| Task requirements |
Copy out each line below exactly as written.

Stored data
________________
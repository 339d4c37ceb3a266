//! Application configuration.
//!
//! Values are layered: built-in defaults, then the optional TOML file in the
//! user's config directory, then `NEON_*` environment variables.

use std::{
    fs,
    path::{Path, PathBuf},
    time::Duration,
};

use anyhow::{Context, Result};
use config::{Config, Environment, File};
use serde::{Deserialize, Serialize};
use tracing::info;

use crate::{
    save::FileSaveStore,
    session::{SessionConfig, DEFAULT_SAVE_ID},
};

const CONFIG_DIR: &str = "neon-genesis";
const CONFIG_FILE: &str = "config.toml";
const ENV_PREFIX: &str = "NEON";

const DEFAULT_CONFIG: &str = r#"# Neon Genesis configuration.
# Every key is optional; environment variables such as NEON_PORT override it.

# Address and port the save API listens on.
bind_addr = "0.0.0.0"
port = 3000

# Directory holding one record file per save.
# data_dir = "/var/lib/neon-genesis/saves"

# Built client assets; served with an index.html fallback when present.
static_dir = "dist"

# Save identity used by the game session.
save_id = "player_one"

# Backend the HTTP gateway talks to.
api_base_url = "http://localhost:3000"

# Passive-income tick and autosave cadences.
tick_interval_ms = 1000
autosave_interval_secs = 30
"#;

/// Settings for the server and the game session.
#[derive(Debug, Clone, PartialEq, Eq, Serialize, Deserialize)]
pub struct AppConfig {
    /// Interface the server binds.
    pub bind_addr: String,
    /// Port the server binds.
    pub port: u16,
    /// Directory of the file save store.
    pub data_dir: PathBuf,
    /// Directory of the static client build.
    pub static_dir: PathBuf,
    /// Save identity of the session.
    pub save_id: String,
    /// Base URL of the save API for the HTTP gateway.
    pub api_base_url: String,
    /// Tick period in milliseconds.
    pub tick_interval_ms: u64,
    /// Autosave period in seconds.
    pub autosave_interval_secs: u64,
}

impl Default for AppConfig {
    fn default() -> Self {
        Self {
            bind_addr: "0.0.0.0".to_string(),
            port: 3000,
            data_dir: FileSaveStore::default_root(),
            static_dir: PathBuf::from("dist"),
            save_id: DEFAULT_SAVE_ID.to_string(),
            api_base_url: "http://localhost:3000".to_string(),
            tick_interval_ms: 1000,
            autosave_interval_secs: 30,
        }
    }
}

impl AppConfig {
    /// Load from the default file location and the environment.
    pub fn load() -> Result<Self> {
        match config_path() {
            Some(path) => Self::load_from(&path),
            None => Self::build(None),
        }
    }

    /// Load from `path` (if it exists) and the environment.
    pub fn load_from(path: &Path) -> Result<Self> {
        Self::build(Some(path))
    }

    fn build(path: Option<&Path>) -> Result<Self> {
        let defaults = AppConfig::default();
        let mut builder = Config::builder()
            .set_default("bind_addr", defaults.bind_addr)?
            .set_default("port", i64::from(defaults.port))?
            .set_default("data_dir", defaults.data_dir.to_string_lossy().into_owned())?
            .set_default(
                "static_dir",
                defaults.static_dir.to_string_lossy().into_owned(),
            )?
            .set_default("save_id", defaults.save_id)?
            .set_default("api_base_url", defaults.api_base_url)?
            .set_default("tick_interval_ms", defaults.tick_interval_ms)?
            .set_default("autosave_interval_secs", defaults.autosave_interval_secs)?;
        if let Some(path) = path {
            builder = builder.add_source(File::from(path).required(false));
        }
        let config = builder
            .add_source(Environment::with_prefix(ENV_PREFIX).try_parsing(true))
            .build()
            .context("failed to assemble configuration")?;
        config
            .try_deserialize()
            .context("invalid configuration values")
    }

    /// `bind_addr:port`.
    pub fn listen_addr(&self) -> String {
        format!("{}:{}", self.bind_addr, self.port)
    }

    /// Identity and cadences for a game session.
    pub fn session_config(&self) -> SessionConfig {
        SessionConfig {
            save_id: self.save_id.clone(),
            tick_interval: Duration::from_millis(self.tick_interval_ms.max(1)),
            autosave_interval: Duration::from_secs(self.autosave_interval_secs.max(1)),
        }
    }
}

/// Location of the configuration file, if the platform has a config dir.
pub fn config_path() -> Option<PathBuf> {
    dirs::config_dir().map(|dir| dir.join(CONFIG_DIR).join(CONFIG_FILE))
}

/// Write the commented default file when none exists yet.
pub fn ensure_default_config() -> Result<()> {
    match config_path() {
        Some(path) => write_default_config(&path),
        None => Ok(()),
    }
}

fn write_default_config(path: &Path) -> Result<()> {
    if path.exists() {
        return Ok(());
    }
    if let Some(parent) = path.parent() {
        fs::create_dir_all(parent)
            .with_context(|| format!("failed to create {}", parent.display()))?;
    }
    fs::write(path, DEFAULT_CONFIG)
        .with_context(|| format!("failed to write {}", path.display()))?;
    info!(path = %path.display(), "Wrote default configuration");
    Ok(())
}

#[cfg(test)]
mod tests {
    use super::*;
    use tempfile::tempdir;

    #[test]
    fn missing_file_yields_defaults() -> Result<()> {
        let dir = tempdir()?;
        let config = AppConfig::load_from(&dir.path().join("absent.toml"))?;
        let defaults = AppConfig::default();
        assert_eq!(config.port, defaults.port);
        assert_eq!(config.save_id, "player_one");
        assert_eq!(config.static_dir, PathBuf::from("dist"));
        assert_eq!(config.autosave_interval_secs, 30);
        Ok(())
    }

    #[test]
    fn file_values_override_defaults() -> Result<()> {
        let dir = tempdir()?;
        let path = dir.path().join("config.toml");
        fs::write(
            &path,
            "port = 4100\nsave_id = \"slot_b\"\ndata_dir = \"/tmp/neon\"\ntick_interval_ms = 250\n",
        )?;

        let config = AppConfig::load_from(&path)?;
        assert_eq!(config.port, 4100);
        assert_eq!(config.save_id, "slot_b");
        assert_eq!(config.data_dir, PathBuf::from("/tmp/neon"));
        assert_eq!(config.listen_addr(), "0.0.0.0:4100");

        let session = config.session_config();
        assert_eq!(session.save_id, "slot_b");
        assert_eq!(session.tick_interval, Duration::from_millis(250));
        assert_eq!(session.autosave_interval, Duration::from_secs(30));
        Ok(())
    }

    #[test]
    fn default_template_parses() -> Result<()> {
        let dir = tempdir()?;
        let path = dir.path().join("nested").join(CONFIG_FILE);
        write_default_config(&path)?;
        assert!(path.is_file());

        let config = AppConfig::load_from(&path)?;
        assert_eq!(config.bind_addr, "0.0.0.0");
        assert_eq!(config.api_base_url, "http://localhost:3000");

        // An existing file is left alone.
        fs::write(&path, "port = 5000\n")?;
        write_default_config(&path)?;
        assert_eq!(fs::read_to_string(&path)?, "port = 5000\n");
        Ok(())
    }

    #[test]
    fn zero_cadences_are_clamped() {
        let config = AppConfig {
            tick_interval_ms: 0,
            autosave_interval_secs: 0,
            ..AppConfig::default()
        };
        let session = config.session_config();
        assert_eq!(session.tick_interval, Duration::from_millis(1));
        assert_eq!(session.autosave_interval, Duration::from_secs(1));
    }
}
________________
| Problem solution |
repository 339d4c37ceb3a266
//! Application configuration.
//!
//! Values are layered: built-in defaults, then the optional TOML file in the
//! user's config directory, then `NEON_*` environment variables.

use std::{
    fs,
    path::{Path, PathBuf},
    time::Duration,
};

use anyhow::{Context, Result};
use config::{Config, Environment, File};
use serde::{Deserialize, Serialize};
use tracing::info;

use crate::{
    save::FileSaveStore,
    session::{SessionConfig, DEFAULT_SAVE_ID},
};

const CONFIG_DIR: &str = "neon-genesis";
const CONFIG_FILE: &str = "config.toml";
const ENV_PREFIX: &str = "NEON";

const DEFAULT_CONFIG: &str = r#"# Neon Genesis configuration.
# Every key is optional; environment variables such as NEON_PORT override it.

# Address and port the save API listens on.
bind_addr = "0.0.0.0"
port = 3000

# Directory holding one record file per save.
# data_dir = "/var/lib/neon-genesis/saves"

# Built client assets; served with an index.html fallback when present.
static_dir = "dist"

# Save identity used by the game session.
save_id = "player_one"

# Backend the HTTP gateway talks to.
api_base_url = "http://localhost:3000"

# Passive-income tick and autosave cadences.
tick_interval_ms = 1000
autosave_interval_secs = 30
"#;

/// Settings for the server and the game session.
#[derive(Debug, Clone, PartialEq, Eq, Serialize, Deserialize)]
pub struct AppConfig {
    /// Interface the server binds.
    pub bind_addr: String,
    /// Port the server binds.
    pub port: u16,
    /// Directory of the file save store.
    pub data_dir: PathBuf,
    /// Directory of the static client build.
    pub static_dir: PathBuf,
    /// Save identity of the session.
    pub save_id: String,
    /// Base URL of the save API for the HTTP gateway.
    pub api_base_url: String,
    /// Tick period in milliseconds.
    pub tick_interval_ms: u64,
    /// Autosave period in seconds.
    pub autosave_interval_secs: u64,
}

impl Default for AppConfig {
    fn default() -> Self {
        Self {
            bind_addr: "0.0.0.0".to_string(),
            port: 3000,
            data_dir: FileSaveStore::default_root(),
            static_dir: PathBuf::from("dist"),
            save_id: DEFAULT_SAVE_ID.to_string(),
            api_base_url: "http://localhost:3000".to_string(),
            tick_interval_ms: 1000,
            autosave_interval_secs: 30,
        }
    }
}

impl AppConfig {
    /// Load from the default file location and the environment.
    pub fn load() -> Result<Self> {
        match config_path() {
            Some(path) => Self::load_from(&path),
            None => Self::build(None),
        }
    }

    /// Load from `path` (if it exists) and the environment.
    pub fn load_from(path: &Path) -> Result<Self> {
        Self::build(Some(path))
    }

    fn build(path: Option<&Path>) -> Result<Self> {
        let defaults = AppConfig::default();
        let mut builder = Config::builder()
            .set_default("bind_addr", defaults.bind_addr)?
            .set_default("port", i64::from(defaults.port))?
            .set_default("data_dir", defaults.data_dir.to_string_lossy().into_owned())?
            .set_default(
                "static_dir",
                defaults.static_dir.to_string_lossy().into_owned(),
            )?
            .set_default("save_id", defaults.save_id)?
            .set_default("api_base_url", defaults.api_base_url)?
            .set_default("tick_interval_ms", defaults.tick_interval_ms)?
            .set_default("autosave_interval_secs", defaults.autosave_interval_secs)?;
        if let Some(path) = path {
            builder = builder.add_source(File::from(path).required(false));
        }
        let config = builder
            .add_source(Environment::with_prefix(ENV_PREFIX).try_parsing(true))
            .build()
            .context("failed to assemble configuration")?;
        config
            .try_deserialize()
            .context("invalid configuration values")
    }

    /// `bind_addr:port`.
    pub fn listen_addr(&self) -> String {
        format!("{}:{}", self.bind_addr, self.port)
    }

    /// Identity and cadences for a game session.
    pub fn session_config(&self) -> SessionConfig {
        SessionConfig {
            save_id: self.save_id.clone(),
            tick_interval: Duration::from_millis(self.tick_interval_ms.max(1)),
            autosave_interval: Duration::from_secs(self.autosave_interval_secs.max(1)),
        }
    }
}

/// Location of the configuration file, if the platform has a config dir.
pub fn config_path() -> Option<PathBuf> {
    dirs::config_dir().map(|dir| dir.join(CONFIG_DIR).join(CONFIG_FILE))
}

/// Write the commented default file when none exists yet.
pub fn ensure_default_config() -> Result<()> {
    match config_path() {
        Some(path) => write_default_config(&path),
        None => Ok(()),
    }
}

fn write_default_config(path: &Path) -> Result<()> {
    if path.exists() {
        return Ok(());
    }
    if let Some(parent) = path.parent() {
        fs::create_dir_all(parent)
            .with_context(|| format!("failed to create {}", parent.display()))?;
    }
    fs::write(path, DEFAULT_CONFIG)
        .with_context(|| format!("failed to write {}", path.display()))?;
    info!(path = %path.display(), "Wrote default configuration");
    Ok(())
}

#[cfg(test)]
mod tests {
    use super::*;
    use tempfile::tempdir;

    #[test]
    fn missing_file_yields_defaults() -> Result<()> {
        let dir = tempdir()?;
        let config = AppConfig::load_from(&dir.path().join("absent.toml"))?;
        let defaults = AppConfig::default();
        assert_eq!(config.port, defaults.port);
        assert_eq!(config.save_id, "player_one");
        assert_eq!(config.static_dir, PathBuf::from("dist"));
        assert_eq!(config.autosave_interval_secs, 30);
        Ok(())
    }

    #[test]
    fn file_values_override_defaults() -> Result<()> {
        let dir = tempdir()?;
        let path = dir.path().join("config.toml");
        fs::write(
            &path,
            "port = 4100\nsave_id = \"slot_b\"\ndata_dir = \"/tmp/neon\"\ntick_interval_ms = 250\n",
        )?;

        let config = AppConfig::load_from(&path)?;
        assert_eq!(config.port, 4100);
        assert_eq!(config.save_id, "slot_b");
        assert_eq!(config.data_dir, PathBuf::from("/tmp/neon"));
        assert_eq!(config.listen_addr(), "0.0.0.0:4100");

        let session = config.session_config();
        assert_eq!(session.save_id, "slot_b");
        assert_eq!(session.tick_interval, Duration::from_millis(250));
        assert_eq!(session.autosave_interval, Duration::from_secs(30));
        Ok(())
    }

    #[test]
    fn default_template_parses() -> Result<()> {
        let dir = tempdir()?;
        let path = dir.path().join("nested").join(CONFIG_FILE);
        write_default_config(&path)?;
        assert!(path.is_file());

        let config = AppConfig::load_from(&path)?;
        assert_eq!(config.bind_addr, "0.0.0.0");
        assert_eq!(config.api_base_url, "http://localhost:3000");

        // An existing file is left alone.
        fs::write(&path, "port = 5000\n")?;
        write_default_config(&path)?;
        assert_eq!(fs::read_to_string(&path)?, "port = 5000\n");
        Ok(())
    }

    #[test]
    fn zero_cadences_are_clamped() {
        let config = AppConfig {
            tick_interval_ms: 0,
            autosave_interval_secs: 0,
            ..AppConfig::default()
        };
        let session = config.session_config();
        assert_eq!(session.tick_interval, Duration::from_millis(1));
        assert_eq!(session.autosave_interval, Duration::from_secs(1));
    }
}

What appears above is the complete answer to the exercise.